选择尿苷酸作为交换核苷酸，因为许多种 DNA 聚合酶都可将 dUTP 引入基因序列 [9]。尿苷酸交换 PCR 在扩增目标基因库的同时，也引入了交换核苷酸，尿苷酸。通过改变 dUTP: dTTP 的比率可获得理想的 DNA 断裂效果。这一步骤的实现即可通过分析不同 U:T 比率的实验，详见 10.3.4 节，也可使用我们为此目的开发的程序（见 10.3.9 节）。使用高达 50% 比率的 dUTP 并不影响 PCR 产物的得率。只有在完全使用 dUTP 的情况下，PCR 产物的产量大约为其他反应的 1/4 ( 图 10.1A )。

( 1 ) 为精确加样量，将 100 mmol/L 核苷酸储液用水稀释到 dATP、dGTP 和  dCTP 的终浓度为 10 mmol/L ，dUTP 和 dTTP 终浓度 1 mmol/L。

( 2 ) 尿苷酸交换 PCR 混合液包括：50 ng 模板（对含 4340 个碱基的质粒为 0.017 pmol)，引物各  25 pmol，dATP、dGTP 和 dCTP 各 0.4 mmol/L，0.4 mmol/L dUTP : dTTP 不同比率的混合物，5U Tag DNA 聚合酶，5 μl 10 X PCR 缓冲液。用水加至终体积 50 μl ( 见注 1 和注 2 )。

( 3 ) 温度循环程序为 94°C 预变性 1 min；92°C 变性 30s，62°C 退火 20s，72°C 延伸 2 min，共计 25 个循环；最后 72°C 再延伸 4 min。其中将延伸时间延长至 2 min 是因为测试表明这样可以显著的提高产量（数据略去）。根据 PCR 的不同产量，需同时做 4 个或更多的 50 μl 反应体系以获得足够的产物（胶回收后应最好约为 7 μg DNA；见注 3 )。

( 4 ) 将得到的 PCR 产物合并，并通过 1% 的琼脂糖凝胶电泳分离纯化（见注 4)。如果量足够多的话，在日光下即可从胶上看到浅红色的条带。将条带切割下来后加到一两个胶回收试剂盒的离心柱中，用 50 μl 洗脱缓冲液洗脱。

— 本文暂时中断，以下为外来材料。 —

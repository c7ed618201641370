//! Task id generation
//!
//! Queue task ids are 22-character URL-safe base64 slugs of a v4 UUID. The
//! first bit is cleared so an id never starts with `-`, which would read as
//! a command-line flag.

use std::sync::atomic::{AtomicUsize, Ordering};

use base64::engine::general_purpose::URL_SAFE_NO_PAD;
use base64::Engine;
use uuid::Uuid;

/// Generate a fresh slug id
pub fn slug_id() -> String {
    let mut bytes = *Uuid::new_v4().as_bytes();
    bytes[0] &= 0x7f;
    URL_SAFE_NO_PAD.encode(bytes)
}

/// Source of task ids for one graph
pub trait IdGenerator: Send + Sync {
    /// Issue a new id, never returned before
    fn next_id(&self) -> String;
}

/// Random slug ids
#[derive(Debug, Clone, Copy, Default)]
pub struct SlugIds;

impl IdGenerator for SlugIds {
    fn next_id(&self) -> String {
        slug_id()
    }
}

/// Predictable ids (`task-0`, `task-1`, ...) for tests and plan output
#[derive(Debug, Default)]
pub struct SequentialIds {
    prefix: String,
    next: AtomicUsize,
}

impl SequentialIds {
    pub fn new(prefix: impl Into<String>) -> Self {
        Self {
            prefix: prefix.into(),
            next: AtomicUsize::new(0),
        }
    }
}

impl IdGenerator for SequentialIds {
    fn next_id(&self) -> String {
        let n = self.next.fetch_add(1, Ordering::Relaxed);
        format!("{}-{}", self.prefix, n)
    }
}

#[cfg(test)]
mod tests {
    use super::*;
    use std::collections::HashSet;

    #[test]
    fn test_slug_id_shape() {
        for _ in 0..200 {
            let id = slug_id();
            assert_eq!(id.len(), 22);
            assert!(!id.starts_with('-'));
            assert!(id
                .chars()
                .all(|c| c.is_ascii_alphanumeric() || c == '-' || c == '_'));
        }
    }

    #[test]
    fn test_slug_ids_are_unique() {
        let ids: HashSet<String> = (0..500).map(|_| SlugIds.next_id()).collect();
        assert_eq!(ids.len(), 500);
    }

    #[test]
    fn test_sequential_ids() {
        let ids = SequentialIds::new("task");
        assert_eq!(ids.next_id(), "task-0");
        assert_eq!(ids.next_id(), "task-1");
    }
}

( 5 ) 使用波长范围 220~350 nm 的分光光度计检测 260 nm 的基线校准吸光值，测定 PCR 回收产物的浓度。我们通常以 1 : 30 稀释后在 140 μl 的比色杯中测量。NExTDNA 混编产物最理想的得率为 7 μg DNA。更低的得率可能也行，但足够量的 DNA 可确保下一步的基因重组顺利进行（见 10.3.7 )。将所有理想的 DNA 都用于下步反应。

在这项研究中，我们均使用尿苷酸作为交换核苷酸，然而此项技术也同样适用于其他类似物的引入。例如，8- 氧化鸟嘌呤（8- oxoguanine) 可被 8-氧化鸟嘌呤 DNA 糖基化酶 FPG ( foramidopyrimidine-DNA glycosylate) 切除 [ 10 ]。该减基可用于 AT 富集区，那里 UDG 酶频繁的切割 DNA，也可用于缺少胸腺嘧啶的 GC 富集区。因此，将多种交换核苷酸结合在一起使用可以产生所需大小的片段，用于下一步的再组装。另外，在 PCR 引物中引入交换核苷酸应确保基因库中的这些区域同样被混编。